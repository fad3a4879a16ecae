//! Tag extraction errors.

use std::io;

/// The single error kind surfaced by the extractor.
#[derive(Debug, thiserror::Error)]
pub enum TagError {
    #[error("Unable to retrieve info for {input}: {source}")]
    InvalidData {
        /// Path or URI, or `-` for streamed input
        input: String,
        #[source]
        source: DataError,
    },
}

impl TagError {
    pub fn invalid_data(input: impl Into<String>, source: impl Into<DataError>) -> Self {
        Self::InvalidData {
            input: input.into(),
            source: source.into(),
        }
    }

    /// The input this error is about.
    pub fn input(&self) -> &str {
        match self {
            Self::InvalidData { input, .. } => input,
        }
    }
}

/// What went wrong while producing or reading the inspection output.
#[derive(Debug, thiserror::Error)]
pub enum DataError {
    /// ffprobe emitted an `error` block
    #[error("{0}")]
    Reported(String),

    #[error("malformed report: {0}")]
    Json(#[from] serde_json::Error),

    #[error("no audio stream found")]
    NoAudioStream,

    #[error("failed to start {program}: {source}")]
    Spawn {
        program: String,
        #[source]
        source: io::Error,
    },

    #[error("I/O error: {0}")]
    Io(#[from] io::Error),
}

════════

The records above should be printed in full, exactly as they appear.

repository fad3a4879a16ecae
//! Tag extraction errors.

use std::io;

/// The single error kind surfaced by the extractor.
#[derive(Debug, thiserror::Error)]
pub enum TagError {
    #[error("Unable to retrieve info for {input}: {source}")]
    InvalidData {
        /// Path or URI, or `-` for streamed input
        input: String,
        #[source]
        source: DataError,
    },
}

impl TagError {
    pub fn invalid_data(input: impl Into<String>, source: impl Into<DataError>) -> Self {
        Self::InvalidData {
            input: input.into(),
            source: source.into(),
        }
    }

    /// The input this error is about.
    pub fn input(&self) -> &str {
        match self {
            Self::InvalidData { input, .. } => input,
        }
    }
}

/// What went wrong while producing or reading the inspection output.
#[derive(Debug, thiserror::Error)]
pub enum DataError {
    /// ffprobe emitted an `error` block
    #[error("{0}")]
    Reported(String),

    #[error("malformed report: {0}")]
    Json(#[from] serde_json::Error),

    #[error("no audio stream found")]
    NoAudioStream,

    #[error("failed to start {program}: {source}")]
    Spawn {
        program: String,
        #[source]
        source: io::Error,
    },

    #[error("I/O error: {0}")]
    Io(#[from] io::Error),
}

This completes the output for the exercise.